[About this exercise]: Of the lines below, report only those that contain "Takes".

[Records for the task]:
__________________________________________________

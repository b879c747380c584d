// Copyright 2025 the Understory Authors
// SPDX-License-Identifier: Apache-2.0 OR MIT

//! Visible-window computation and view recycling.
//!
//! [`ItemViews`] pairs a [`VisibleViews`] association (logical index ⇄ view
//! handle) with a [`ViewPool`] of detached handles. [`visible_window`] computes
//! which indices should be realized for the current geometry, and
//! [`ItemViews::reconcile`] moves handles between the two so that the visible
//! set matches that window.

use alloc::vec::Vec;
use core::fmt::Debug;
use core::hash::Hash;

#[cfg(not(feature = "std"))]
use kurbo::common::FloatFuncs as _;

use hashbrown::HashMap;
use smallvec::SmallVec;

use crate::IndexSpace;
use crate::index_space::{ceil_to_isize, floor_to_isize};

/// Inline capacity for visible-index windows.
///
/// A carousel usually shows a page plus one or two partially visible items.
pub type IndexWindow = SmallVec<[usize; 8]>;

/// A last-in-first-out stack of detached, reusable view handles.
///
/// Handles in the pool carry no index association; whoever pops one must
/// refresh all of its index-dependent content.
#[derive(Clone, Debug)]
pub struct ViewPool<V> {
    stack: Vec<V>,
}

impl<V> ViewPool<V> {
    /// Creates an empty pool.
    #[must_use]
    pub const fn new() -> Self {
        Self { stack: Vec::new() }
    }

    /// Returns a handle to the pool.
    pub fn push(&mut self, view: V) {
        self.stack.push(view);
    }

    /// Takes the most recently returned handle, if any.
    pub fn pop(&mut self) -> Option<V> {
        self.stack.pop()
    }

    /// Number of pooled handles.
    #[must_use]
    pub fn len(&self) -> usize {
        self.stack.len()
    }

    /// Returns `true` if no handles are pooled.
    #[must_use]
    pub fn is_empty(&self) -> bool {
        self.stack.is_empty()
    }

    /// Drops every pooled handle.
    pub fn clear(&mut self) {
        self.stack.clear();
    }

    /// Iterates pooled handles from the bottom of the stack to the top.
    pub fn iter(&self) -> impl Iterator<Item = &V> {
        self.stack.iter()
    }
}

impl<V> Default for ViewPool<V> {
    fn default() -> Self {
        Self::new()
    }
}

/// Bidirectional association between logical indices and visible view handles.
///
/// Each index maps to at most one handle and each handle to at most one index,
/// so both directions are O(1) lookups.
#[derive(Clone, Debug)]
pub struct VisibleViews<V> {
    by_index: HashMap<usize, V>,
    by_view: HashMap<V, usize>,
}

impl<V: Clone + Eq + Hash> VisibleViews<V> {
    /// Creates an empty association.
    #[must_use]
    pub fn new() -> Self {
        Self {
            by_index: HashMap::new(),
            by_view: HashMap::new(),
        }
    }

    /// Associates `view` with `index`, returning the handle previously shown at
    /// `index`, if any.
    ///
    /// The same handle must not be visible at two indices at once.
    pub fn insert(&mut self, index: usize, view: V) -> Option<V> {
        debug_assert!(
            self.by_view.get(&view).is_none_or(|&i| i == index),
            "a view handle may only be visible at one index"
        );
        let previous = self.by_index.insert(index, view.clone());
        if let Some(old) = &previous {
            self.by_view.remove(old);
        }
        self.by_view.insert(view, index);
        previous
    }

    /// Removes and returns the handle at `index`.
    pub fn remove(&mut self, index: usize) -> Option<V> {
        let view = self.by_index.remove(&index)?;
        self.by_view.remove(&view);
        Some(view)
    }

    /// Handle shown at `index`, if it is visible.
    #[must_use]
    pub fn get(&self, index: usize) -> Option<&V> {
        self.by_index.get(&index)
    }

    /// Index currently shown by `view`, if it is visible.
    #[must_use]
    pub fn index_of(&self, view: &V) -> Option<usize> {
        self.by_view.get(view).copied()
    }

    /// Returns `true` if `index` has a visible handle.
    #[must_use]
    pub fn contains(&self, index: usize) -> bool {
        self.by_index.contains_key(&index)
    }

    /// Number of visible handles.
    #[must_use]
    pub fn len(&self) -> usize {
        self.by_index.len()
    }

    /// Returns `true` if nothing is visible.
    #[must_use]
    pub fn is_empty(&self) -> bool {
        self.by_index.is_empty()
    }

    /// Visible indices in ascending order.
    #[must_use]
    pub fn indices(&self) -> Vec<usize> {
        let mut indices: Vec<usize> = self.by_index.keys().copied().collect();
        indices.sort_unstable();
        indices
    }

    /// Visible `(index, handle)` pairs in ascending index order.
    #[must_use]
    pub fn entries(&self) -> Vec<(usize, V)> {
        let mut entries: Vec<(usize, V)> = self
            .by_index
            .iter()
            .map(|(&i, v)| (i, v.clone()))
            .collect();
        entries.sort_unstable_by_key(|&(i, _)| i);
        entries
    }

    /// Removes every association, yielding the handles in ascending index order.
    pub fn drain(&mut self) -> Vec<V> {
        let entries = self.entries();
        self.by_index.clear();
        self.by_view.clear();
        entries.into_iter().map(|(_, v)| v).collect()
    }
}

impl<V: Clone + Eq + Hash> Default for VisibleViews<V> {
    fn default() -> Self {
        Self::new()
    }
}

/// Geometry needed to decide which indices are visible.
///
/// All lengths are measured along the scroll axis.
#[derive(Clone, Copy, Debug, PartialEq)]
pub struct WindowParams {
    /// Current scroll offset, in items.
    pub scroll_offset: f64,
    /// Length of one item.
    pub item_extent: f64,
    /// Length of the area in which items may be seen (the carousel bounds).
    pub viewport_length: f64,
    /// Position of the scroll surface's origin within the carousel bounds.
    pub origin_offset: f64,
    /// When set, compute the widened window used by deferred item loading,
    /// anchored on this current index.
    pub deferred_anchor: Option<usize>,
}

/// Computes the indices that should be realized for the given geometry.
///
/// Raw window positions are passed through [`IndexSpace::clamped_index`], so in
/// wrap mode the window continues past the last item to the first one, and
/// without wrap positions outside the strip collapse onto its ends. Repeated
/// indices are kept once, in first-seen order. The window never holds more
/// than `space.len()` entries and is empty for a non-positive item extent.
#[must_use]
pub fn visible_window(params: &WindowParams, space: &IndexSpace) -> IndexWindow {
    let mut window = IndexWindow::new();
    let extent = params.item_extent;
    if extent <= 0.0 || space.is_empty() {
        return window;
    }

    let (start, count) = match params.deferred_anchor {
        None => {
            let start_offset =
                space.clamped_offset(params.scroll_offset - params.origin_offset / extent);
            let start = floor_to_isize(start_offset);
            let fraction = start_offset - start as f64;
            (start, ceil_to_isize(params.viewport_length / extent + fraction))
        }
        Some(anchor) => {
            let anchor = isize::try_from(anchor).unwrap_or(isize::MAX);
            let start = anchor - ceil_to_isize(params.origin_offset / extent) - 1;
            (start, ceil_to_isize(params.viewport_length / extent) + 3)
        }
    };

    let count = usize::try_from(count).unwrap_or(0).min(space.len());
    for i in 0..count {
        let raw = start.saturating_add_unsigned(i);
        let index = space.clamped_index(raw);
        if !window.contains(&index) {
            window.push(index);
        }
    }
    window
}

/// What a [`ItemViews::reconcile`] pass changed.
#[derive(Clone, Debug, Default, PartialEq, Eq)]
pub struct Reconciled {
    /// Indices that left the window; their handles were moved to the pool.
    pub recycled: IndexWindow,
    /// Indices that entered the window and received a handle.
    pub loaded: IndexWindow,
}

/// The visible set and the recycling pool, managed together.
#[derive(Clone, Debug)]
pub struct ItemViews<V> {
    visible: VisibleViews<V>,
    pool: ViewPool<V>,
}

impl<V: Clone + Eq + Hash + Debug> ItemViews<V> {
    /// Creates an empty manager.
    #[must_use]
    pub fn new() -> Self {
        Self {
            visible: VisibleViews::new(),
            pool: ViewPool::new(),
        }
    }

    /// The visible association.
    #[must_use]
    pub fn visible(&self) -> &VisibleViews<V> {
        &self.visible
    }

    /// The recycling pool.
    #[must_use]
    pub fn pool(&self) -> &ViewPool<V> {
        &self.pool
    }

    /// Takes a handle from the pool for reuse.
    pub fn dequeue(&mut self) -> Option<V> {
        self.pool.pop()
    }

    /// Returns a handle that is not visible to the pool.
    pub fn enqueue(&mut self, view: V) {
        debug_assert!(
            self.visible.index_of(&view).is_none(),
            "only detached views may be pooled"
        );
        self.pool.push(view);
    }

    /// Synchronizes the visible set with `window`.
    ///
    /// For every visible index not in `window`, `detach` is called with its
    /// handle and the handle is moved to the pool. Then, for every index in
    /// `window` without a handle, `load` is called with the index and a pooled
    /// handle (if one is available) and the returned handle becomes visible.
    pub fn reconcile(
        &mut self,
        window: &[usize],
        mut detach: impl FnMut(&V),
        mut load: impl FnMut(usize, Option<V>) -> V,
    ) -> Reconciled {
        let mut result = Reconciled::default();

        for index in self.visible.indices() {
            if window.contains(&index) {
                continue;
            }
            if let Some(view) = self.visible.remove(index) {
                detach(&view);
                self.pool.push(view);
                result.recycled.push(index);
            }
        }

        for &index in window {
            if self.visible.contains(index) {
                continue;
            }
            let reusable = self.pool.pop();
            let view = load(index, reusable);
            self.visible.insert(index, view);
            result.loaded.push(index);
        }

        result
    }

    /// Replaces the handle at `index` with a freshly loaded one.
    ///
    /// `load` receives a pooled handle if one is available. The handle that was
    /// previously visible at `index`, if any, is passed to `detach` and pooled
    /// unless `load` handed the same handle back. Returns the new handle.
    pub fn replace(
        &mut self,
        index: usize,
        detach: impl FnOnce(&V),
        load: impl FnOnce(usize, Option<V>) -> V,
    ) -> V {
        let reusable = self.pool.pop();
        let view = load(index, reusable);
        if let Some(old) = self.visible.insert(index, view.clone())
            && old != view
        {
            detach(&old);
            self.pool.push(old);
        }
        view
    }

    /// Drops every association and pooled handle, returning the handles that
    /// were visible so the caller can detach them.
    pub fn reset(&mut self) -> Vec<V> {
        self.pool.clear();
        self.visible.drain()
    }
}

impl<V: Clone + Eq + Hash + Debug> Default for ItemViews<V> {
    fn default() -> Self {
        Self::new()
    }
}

__________________________________________________

[Expected answer]:
    /// Takes the most recently returned handle, if any.
    /// Takes a handle from the pool for reuse.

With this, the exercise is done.